* [Task description]: Search the records for "CheckpointState". Copy every line where it appears.

* [Data under study]:
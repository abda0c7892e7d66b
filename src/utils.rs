use rand::Rng;
use reqwest::Url;
use sha2::{Digest, Sha256};
use std::{
    fs,
    io::{self, Write},
    path::{Path, PathBuf},
    time::Duration,
};

pub const SITE_URL: &str = "https://www.toolify.ai";
pub const OUTPUT_JSON: &str = "toolify_ai_tools.json";
pub const OUTPUT_CSV: &str = "toolify_ai_tools.csv";
pub const CHECKPOINT_FILE: &str = "scrape_checkpoint.json";
pub const LOG_FILE: &str = "scraper.log";
pub const SCREENSHOT_DIR: &str = "screenshots";

// placeholder served by the site when a tool has no logo of its own
pub const PLACEHOLDER_LOGO: &str = "/2.9.4/img/logo.f3a91ce.png";
// the site's own contact address, linked from every page footer
pub const PLACEHOLDER_EMAIL: &str = "business@toolify.ai";

pub const TEST_MODE_PAGES: u32 = 1;
pub const TEST_MODE_TOOLS: usize = 5;

lazy_static! {
    pub static ref LISTING_URL: String = match std::env::var("TOOLIFY_BASE_URL") {
        Ok(u) if !u.is_empty() => u,
        _ => format!("{}/category/advertising-assistant", SITE_URL),
    };
}

/// Listing page `n` lives under `/page/n`, except the first one.
pub fn listing_page_url(base_url: &str, page: u32) -> String {
    let base = base_url.trim_end_matches('/');
    if page > 1 {
        format!("{}/page/{}", base, page)
    } else {
        base.to_string()
    }
}

pub fn normalize_url(base_url: &str, url: &str) -> Option<String> {
    let url = url.trim();
    if url.is_empty() {
        return None;
    }
    let mut new_url = match Url::parse(url) {
        Ok(u) => u,
        Err(_) => {
            let base = Url::parse(base_url).ok()?;
            base.join(url).ok()?
        }
    };
    if new_url.scheme() != "http" && new_url.scheme() != "https" {
        return None;
    }
    // we remove the fragments (#)
    new_url.set_fragment(None);
    Some(new_url.to_string())
}

/// Filesystem-safe stem derived from a tool name. Letters and digits of any
/// script are kept, lowercased.
pub fn slugify(name: &str) -> String {
    let mut slug = String::with_capacity(name.len());
    let mut pending_sep = false;
    for c in name.chars() {
        if c.is_alphanumeric() {
            if pending_sep && !slug.is_empty() {
                slug.push('_');
            }
            pending_sep = false;
            slug.extend(c.to_lowercase());
        } else {
            pending_sep = true;
        }
    }
    if slug.is_empty() {
        return String::from("tool");
    }
    slug
}

/// Screenshot file stem: the name slug plus a short digest of the tool id, so
/// tools whose names slug alike never share files.
pub fn screenshot_stem(name: &str, id: &str) -> String {
    let mut hasher = Sha256::new();
    hasher.update(id.as_bytes());
    let result = hasher.finalize();
    let suffix: String = result.iter().take(4).map(|b| format!("{:02x}", b)).collect();
    format!("{}_{}", slugify(name), suffix)
}

/// Sibling of `path` used while it is being rewritten.
pub fn tmp_path(path: &Path) -> PathBuf {
    let mut name = path.file_name().map(|n| n.to_os_string()).unwrap_or_default();
    name.push(".tmp");
    path.with_file_name(name)
}

/// Replaces `path` with `data` through a synced temp file and a rename, so
/// readers see either the old or the new content.
pub fn write_atomic(path: &Path, data: &[u8]) -> io::Result<()> {
    if let Some(parent) = path.parent() {
        if !parent.as_os_str().is_empty() {
            fs::create_dir_all(parent)?;
        }
    }
    let tmp = tmp_path(path);
    let write = || -> io::Result<()> {
        let mut f = fs::File::create(&tmp)?;
        f.write_all(data)?;
        f.sync_all()?;
        fs::rename(&tmp, path)
    };
    write().map_err(|e| {
        let _ = fs::remove_file(&tmp);
        e
    })
}

/// Base delay plus a random share of `max_jitter`.
pub fn jitter(base: Duration, max_jitter: Duration) -> Duration {
    if max_jitter.is_zero() {
        return base;
    }
    let mut rng = rand::thread_rng();
    let extra = rng.gen_range(0..=max_jitter.as_millis() as u64);
    base + Duration::from_millis(extra)
}

/// Collapses whitespace runs inside a piece of visible text.
pub fn squash_whitespace(text: &str) -> String {
    text.split_whitespace().collect::<Vec<&str>>().join(" ")
}

#[cfg(test)]
mod test {
    use super::*;

    #[test]
    fn remove_path_fragments() {
        assert_eq!(
            normalize_url("https://example.com", "https://example.com#hello").unwrap(),
            "https://example.com/"
        );
        assert_eq!(
            normalize_url("https://example.com", "/hello#test").unwrap(),
            "https://example.com/hello"
        );
    }

    #[test]
    fn rejects_non_web_links() {
        assert_eq!(normalize_url("https://example.com", "mailto:a@b.c"), None);
        assert_eq!(normalize_url("https://example.com", "  "), None);
    }

    #[test]
    fn listing_pages() {
        let base = "https://www.toolify.ai/category/advertising-assistant/";
        assert_eq!(
            listing_page_url(base, 1),
            "https://www.toolify.ai/category/advertising-assistant"
        );
        assert_eq!(
            listing_page_url(base, 3),
            "https://www.toolify.ai/category/advertising-assistant/page/3"
        );
    }

    #[test]
    fn slugs() {
        assert_eq!(slugify("Jasper AI"), "jasper_ai");
        assert_eq!(slugify("  Ad-Creative.ai!! "), "ad_creative_ai");
        assert_eq!(slugify("ÆØÅ"), "æøå");
        assert_eq!(slugify("智能广告"), "智能广告");
        assert_ne!(slugify("智能广告"), slugify("视频剪辑"));
        assert_eq!(slugify("🚀 !!"), "tool");
    }

    #[test]
    fn stems_differ_for_lookalike_names() {
        let a = screenshot_stem("Jasper AI", "https://www.toolify.ai/tool/jasper-ai");
        let b = screenshot_stem("Jasper.AI", "https://www.toolify.ai/tool/jasper-ai-2");
        assert_ne!(a, b);
        assert!(a.starts_with("jasper_ai_"));
        assert_eq!(a.len(), "jasper_ai_".len() + 8);
        assert_eq!(a, screenshot_stem("Jasper AI", "https://www.toolify.ai/tool/jasper-ai"));
    }

    #[test]
    fn atomic_write_replaces_whole_file() {
        let dir = tempfile::tempdir().unwrap();
        let path = dir.path().join("nested").join("out.json");
        write_atomic(&path, b"first version, longer").unwrap();
        write_atomic(&path, b"second").unwrap();
        assert_eq!(fs::read(&path).unwrap(), b"second");
        assert!(!tmp_path(&path).exists());
    }

    #[test]
    fn failed_atomic_write_keeps_old_content() {
        let dir = tempfile::tempdir().unwrap();
        let path = dir.path().join("out.json");
        fs::write(&path, b"old").unwrap();
        // a directory in the way of the temp file makes the write fail
        fs::create_dir(tmp_path(&path)).unwrap();
        assert!(write_atomic(&path, b"new").is_err());
        assert_eq!(fs::read(&path).unwrap(), b"old");
    }

    #[test]
    fn jitter_stays_in_range() {
        let base = Duration::from_millis(100);
        assert_eq!(jitter(base, Duration::ZERO), base);
        for _ in 0..20 {
            let d = jitter(base, Duration::from_millis(50));
            assert!(d >= base && d <= Duration::from_millis(150));
        }
    }
}
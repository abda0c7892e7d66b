use std::{
    collections::{BTreeSet, HashSet},
    path::{Path, PathBuf},
    time::Duration,
};

use chrono::{DateTime, Utc};
use serde::{Deserialize, Serialize};
use thiserror::Error;

#[derive(Error, Debug)]
pub enum ScraperError {
    #[error("navigation: could not load {url}: {reason}")]
    Navigation { url: String, reason: String },
    #[error("extraction: {0}")]
    Extraction(String),
    #[error("capture: {0}")]
    Capture(String),
    #[error("checkpoint_io: {path:?}: {source}")]
    CheckpointIo {
        path: PathBuf,
        #[source]
        source: std::io::Error,
    },
    #[error("conversion: {0}")]
    Conversion(String),
    #[error("early_termination")]
    EarlyTermination,
}

impl ScraperError {
    pub fn navigation(url: &str, reason: impl ToString) -> ScraperError {
        ScraperError::Navigation {
            url: url.to_string(),
            reason: reason.to_string(),
        }
    }

    pub fn checkpoint_io(path: &Path, source: std::io::Error) -> ScraperError {
        ScraperError::CheckpointIo {
            path: path.to_path_buf(),
            source,
        }
    }

    /// Only navigation failures are worth another attempt.
    pub fn is_retryable(&self) -> bool {
        matches!(self, ScraperError::Navigation { .. })
    }
}

/// A named screenshot target on a detail page.
#[derive(Debug, Clone, Copy, PartialEq, Eq, Hash)]
pub enum Region {
    Full,
    Hero,
    Content,
    Features,
}

impl Region {
    pub const ALL: [Region; 4] = [Region::Full, Region::Hero, Region::Content, Region::Features];

    pub fn suffix(&self) -> &'static str {
        match self {
            Region::Full => "full",
            Region::Hero => "hero",
            Region::Content => "content",
            Region::Features => "features",
        }
    }
}

#[derive(Debug, Clone, Default, PartialEq, Eq, Serialize, Deserialize)]
pub struct Screenshots {
    pub full: Option<String>,
    pub content: Option<String>,
    pub features: Option<String>,
    pub hero: Option<String>,
}

impl Screenshots {
    pub fn get(&self, region: Region) -> Option<&String> {
        match region {
            Region::Full => self.full.as_ref(),
            Region::Hero => self.hero.as_ref(),
            Region::Content => self.content.as_ref(),
            Region::Features => self.features.as_ref(),
        }
    }

    pub fn set(&mut self, region: Region, path: Option<String>) {
        match region {
            Region::Full => self.full = path,
            Region::Hero => self.hero = path,
            Region::Content => self.content = path,
            Region::Features => self.features = path,
        }
    }

    /// The screenshot that best represents the tool, hero banner first.
    pub fn representative(&self) -> Option<String> {
        [Region::Hero, Region::Full, Region::Content, Region::Features]
            .iter()
            .find_map(|r| self.get(*r).cloned())
    }
}

#[derive(Debug, Clone, Default, PartialEq, Serialize, Deserialize)]
pub struct ToolRecord {
    pub name: String,
    pub category: String,
    pub full_description: String,
    #[serde(default)]
    pub features: Vec<String>,
    #[serde(default)]
    pub social_links: BTreeSet<String>,
    pub pricing_link: Option<String>,
    pub logo_url: Option<String>,
    pub img_url: Option<String>,
    #[serde(default)]
    pub screenshots: Screenshots,
    #[serde(default, skip_serializing_if = "Option::is_none")]
    pub support_email: Option<String>,
    #[serde(default, skip_serializing_if = "Option::is_none")]
    pub monthly_traffic: Option<String>,
    #[serde(default, skip_serializing_if = "Option::is_none")]
    pub rating: Option<f32>,
}

#[derive(Debug, Clone, Serialize, Deserialize)]
pub struct CheckpointState {
    #[serde(default)]
    pub processed_ids: HashSet<String>,
    #[serde(default)]
    pub failed_ids: BTreeSet<String>,
    #[serde(default)]
    pub last_page: u32,
    #[serde(default)]
    pub results: Vec<ToolRecord>,
    pub saved_at: DateTime<Utc>,
}

impl Default for CheckpointState {
    fn default() -> Self {
        CheckpointState {
            processed_ids: HashSet::new(),
            failed_ids: BTreeSet::new(),
            last_page: 0,
            results: vec![],
            saved_at: Utc::now(),
        }
    }
}

impl CheckpointState {
    pub fn is_processed(&self, id: &str) -> bool {
        self.processed_ids.contains(id)
    }

    pub fn has_name(&self, name: &str) -> bool {
        self.results.iter().any(|r| r.name == name)
    }
}

#[derive(Debug, Clone, Copy, PartialEq, Eq)]
pub enum RunMode {
    Full,
    Test,
    Resume,
}

#[derive(Debug, Clone, PartialEq, Eq)]
pub struct ToolFailure {
    pub id: String,
    pub reason: String,
}

#[derive(Debug, Clone)]
pub struct RunSummary {
    // records in the final output, including ones carried over from a checkpoint
    pub count: usize,
    pub succeeded: usize,
    pub skipped: usize,
    pub failures: Vec<ToolFailure>,
    pub duration: Duration,
    pub interrupted: bool,
    // a listing page after the first never loaded, later pages were not visited
    pub incomplete: bool,
    pub last_page: u32,
}

impl RunSummary {
    pub fn failed(&self) -> usize {
        self.failures.len()
    }
}

#[cfg(test)]
mod test {
    use super::*;

    #[test]
    fn only_navigation_is_retryable() {
        assert!(ScraperError::navigation("https://a.b", "timeout").is_retryable());
        assert!(!ScraperError::Extraction("no name".into()).is_retryable());
        assert!(!ScraperError::Capture("hero".into()).is_retryable());
    }

    #[test]
    fn representative_prefers_hero() {
        let mut s = Screenshots::default();
        assert_eq!(s.representative(), None);
        s.set(Region::Full, Some("a_full.png".into()));
        assert_eq!(s.representative().as_deref(), Some("a_full.png"));
        s.set(Region::Hero, Some("a_hero.png".into()));
        assert_eq!(s.representative().as_deref(), Some("a_hero.png"));
    }

    #[test]
    fn optional_supplements_are_omitted_from_json() {
        let r = ToolRecord {
            name: "Foo".into(),
            category: "SEO Tools".into(),
            ..Default::default()
        };
        let v = serde_json::to_value(&r).unwrap();
        assert!(v.get("support_email").is_none());
        assert!(v.get("rating").is_none());
        assert!(v.get("pricing_link").unwrap().is_null());
        assert!(v["screenshots"]["hero"].is_null());
    }

    #[test]
    fn checkpoint_tolerates_missing_fields() {
        let s: CheckpointState =
            serde_json::from_str(r#"{"saved_at":"2024-01-01T00:00:00Z","last_page":3}"#).unwrap();
        assert_eq!(s.last_page, 3);
        assert!(s.processed_ids.is_empty());
        assert!(s.failed_ids.is_empty());
    }
}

* [Result]:
pub struct CheckpointState {
impl Default for CheckpointState {
        CheckpointState {
impl CheckpointState {
        let s: CheckpointState =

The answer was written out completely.